Este texto nace más como una carta de amor a la música contemporánea que como un absurdo intento de adoctrinamiento. Es principalmente una invitación a reflexionar acerca de lo que escuchamos, lo que sentimos… y lo que a veces preferimos no oír ni ver.
Para exponer mi punto, compartiré un ejemplo:
Hablemos de lo que ocurría en la música durante la época de Vivaldi, específicamente en “La Primavera”, una de las partes más emblemáticas de Le quattro stagioni. La obra musical; está acompañada de un soneto que forma parte de la partitura, escrito por el propio compositor y violinista :
La primavera
Llegó la primavera, y los rientes pájaros la saludan con su canto.
Bajo el soplo del céfiro, las fuentes con dulce son discurren entretanto…
¿No produce un suspiro imaginar esta escena idílica? Me gusta pensar que, por un momento, la humanidad entera se encontraba en ese hermoso trance.
Pero, ¿qué pasó para dejar de crear arte tan sublime y elegir, aparentemente, hacer puro ruido?
Pasó la Segunda Guerra Mundial.
La vergüenza de la humanidad quebró ese estado de inocencia también en el arte.
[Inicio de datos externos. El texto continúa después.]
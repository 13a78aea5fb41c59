use chrono::Utc;
use clap::{Arg, ArgMatches, Command};
use color_eyre::Result;
use std::path::Path;
use std::sync::Arc;
use std::time::Duration;
use tracing_subscriber::EnvFilter;

mod adapters;
mod application;
mod domain;
mod ports;

use adapters::{
    api::{CmsClient, HttpRecordStore},
    config::FileConfigStore,
    memory::MemoryRecordStore,
    tui::{run_tui, App},
    viewport::{PixelScale, TerminalViewport},
};
use application::{AppError, SiteService};
use domain::{ContactForm, ContactSubmission, Route};
use ports::{AppConfig, ConfigStore, RecordStore};

fn cli() -> Command {
    Command::new("portfolio-cli")
        .version(env!("CARGO_PKG_VERSION"))
        .about("A data analyst's portfolio in the terminal")
        .long_about("Browse the portfolio projects and send a message from the terminal.\n\nContent comes from the collection store at --store-url, or from a JSON seed file with --seed.")
        .arg(
            Arg::new("store-url")
                .long("store-url")
                .value_name("URL")
                .help("Content store base URL (can also be set via PORTFOLIO_STORE_URL env var)")
                .global(true),
        )
        .arg(
            Arg::new("api-key")
                .long("api-key")
                .value_name("KEY")
                .help("Content store API key (can also be set via PORTFOLIO_API_KEY env var)")
                .global(true),
        )
        .arg(
            Arg::new("seed")
                .long("seed")
                .value_name("FILE")
                .help("Serve content from a JSON seed file instead of the store")
                .global(true),
        )
        .arg(
            Arg::new("route")
                .long("route")
                .value_name("PATH")
                .help("Page to open, e.g. /projects or /projects/<id>")
                .default_value("/"),
        )
        .subcommand(
            Command::new("projects")
                .about("Project operations")
                .subcommand(Command::new("list").about("List projects as JSON"))
                .subcommand(
                    Command::new("get")
                        .about("Get a specific project by ID")
                        .arg(
                            Arg::new("project_id")
                                .help("Project ID to fetch")
                                .required(true)
                                .index(1),
                        ),
                ),
        )
        .subcommand(
            Command::new("contact")
                .about("Contact operations")
                .subcommand(
                    Command::new("send")
                        .about("Send a contact message")
                        .arg(Arg::new("name").long("name").required(true))
                        .arg(Arg::new("email").long("email").required(true))
                        .arg(Arg::new("subject").long("subject").required(true))
                        .arg(Arg::new("message").long("message").required(true)),
                ),
        )
}

#[tokio::main]
async fn main() -> Result<()> {
    color_eyre::install()?;

    // The TUI owns stdout, so logs go to a file
    let log_file = std::fs::OpenOptions::new()
        .create(true)
        .append(true)
        .open("portfolio-cli.log")?;

    tracing_subscriber::fmt()
        .with_writer(log_file)
        .with_ansi(false)
        .with_env_filter(
            EnvFilter::try_from_default_env().unwrap_or_else(|_| EnvFilter::new("debug")),
        )
        .init();

    let matches = cli().get_matches();

    let config_store = FileConfigStore::new()?;
    let config = resolve_config(&config_store, &matches).await?;

    let store = match open_store(&config, matches.get_one::<String>("seed")).await {
        Ok(store) => store,
        Err(AppError::StoreNotConfigured) => {
            eprintln!("❌ No content store configured!");
            eprintln!();
            eprintln!("Either:");
            eprintln!("1. Run: export PORTFOLIO_STORE_URL=https://your-site/_api/cms");
            eprintln!("2. Or run: portfolio-cli --store-url <URL>");
            eprintln!("3. Or browse local content: portfolio-cli --seed content.json");
            std::process::exit(1);
        }
        Err(e) => return Err(e.into()),
    };
    let service = Arc::new(SiteService::new(store));

    match matches.subcommand() {
        Some(("projects", projects_matches)) => match projects_matches.subcommand() {
            Some(("list", _)) => match service.list_projects().await {
                Ok(projects) => println!("{}", serde_json::to_string_pretty(&projects)?),
                Err(e) => {
                    eprintln!("❌ Failed to list projects: {e}");
                    std::process::exit(1);
                }
            },
            Some(("get", get_matches)) => {
                if let Some(project_id) = get_matches.get_one::<String>("project_id") {
                    match service.get_project(&project_id.as_str().into()).await {
                        Ok(Some(project)) => {
                            println!("{}", serde_json::to_string_pretty(&project)?)
                        }
                        Ok(None) => {
                            eprintln!("❌ Project not found: {project_id}");
                            std::process::exit(1);
                        }
                        Err(e) => {
                            eprintln!("❌ Failed to get project: {e}");
                            std::process::exit(1);
                        }
                    }
                }
            }
            _ => {
                eprintln!("❌ Unknown projects subcommand");
                std::process::exit(1);
            }
        },
        Some(("contact", contact_matches)) => match contact_matches.subcommand() {
            Some(("send", send_matches)) => {
                let value = |name: &str| {
                    send_matches
                        .get_one::<String>(name)
                        .cloned()
                        .unwrap_or_default()
                };
                let form = ContactForm {
                    name: value("name"),
                    email: value("email"),
                    subject: value("subject"),
                    message: value("message"),
                };
                if let Err(e) = form.validate() {
                    eprintln!("❌ {e}");
                    std::process::exit(1);
                }

                let submission = ContactSubmission::from_form(&form, Utc::now());
                match service.submit_contact(&submission).await {
                    Ok(created) => println!("{}", serde_json::to_string_pretty(&created)?),
                    Err(e) => {
                        eprintln!("❌ Failed to send message: {e}");
                        std::process::exit(1);
                    }
                }
            }
            _ => {
                eprintln!("❌ Unknown contact subcommand");
                std::process::exit(1);
            }
        },
        None => {
            let path = matches
                .get_one::<String>("route")
                .map(String::as_str)
                .unwrap_or("/");
            let route = match Route::parse(path) {
                Ok(route) => route,
                Err(e) => {
                    eprintln!("❌ {e}");
                    std::process::exit(1);
                }
            };

            let viewport = Arc::new(TerminalViewport::new(PixelScale::new(
                config.px_per_row,
                config.px_per_col,
            )));
            let app = App::new(service, config.profile.clone(), viewport, route);

            if let Err(e) = run_tui(app).await {
                eprintln!("❌ Application error: {e}");
                std::process::exit(1);
            }
        }
        _ => {
            eprintln!("❌ Unknown command");
            std::process::exit(1);
        }
    }

    Ok(())
}

/// Stored config overlaid with environment and then command line values.
async fn resolve_config(store: &FileConfigStore, matches: &ArgMatches) -> Result<AppConfig> {
    let mut config = store.load_config().await?;

    if let Some(url) = matches.get_one::<String>("store-url") {
        config.store_url = Some(url.clone());
        store.save_config(&config).await?;
    } else if let Ok(url) = std::env::var("PORTFOLIO_STORE_URL") {
        config.store_url = Some(url);
    }

    if let Some(key) = matches.get_one::<String>("api-key") {
        store.set_api_key(key).await?;
        config.api_key = Some(key.clone());
    } else if let Ok(key) = std::env::var("PORTFOLIO_API_KEY") {
        config.api_key = Some(key);
    }

    Ok(config)
}

async fn open_store(
    config: &AppConfig,
    seed: Option<&String>,
) -> Result<Arc<dyn RecordStore>, AppError> {
    if let Some(seed) = seed {
        tracing::info!("Serving content from seed file {}", seed);
        let store = MemoryRecordStore::from_seed_file(Path::new(seed)).await?;
        return Ok(Arc::new(store));
    }

    let url = config
        .store_url
        .as_deref()
        .ok_or(AppError::StoreNotConfigured)?;
    tracing::info!("Using content store at {}", url);
    let client = CmsClient::new(
        url,
        config.api_key.clone(),
        Duration::from_secs(config.request_timeout_seconds.max(1)),
    )?;
    Ok(Arc::new(HttpRecordStore::new(client)))
}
El salto de lo bucólico a lo trágico no fue un accidente: fue un acto consciente. Después del horror vivido, muchos artistas sintieron que no podían seguir hablando solo de pajarillos cantores mientras se cometían genocidios infernales en la tierra.
El arte cambió por una necesidad ética y estética tras las tragedias del siglo XX. Ya no bastaba con embellecer el mundo: había que expresar lo que dolía.
Mucho arte sigue hablando de sueños y belleza, y es maravilloso que así sea. Pero también existe el arte que nos incomoda, que nos sacude, que nos enfrenta con nuestras sombras. Ese arte es necesario.
Extendamos esta carta de amor también a otras manifestaciones artísticas contemporáneas.
Leamos Lolita, de Vladimir Nabokov. Leámosla con atención, incluso con desasosiego, si es necesario. Porque ahí está el monstruo, vestido de prosa brillante. Expongamos esas sombras antes de que crezcan. Nombrarlas, verlas, reconocerlas: esa es nuestra mejor defensa frente a ellas.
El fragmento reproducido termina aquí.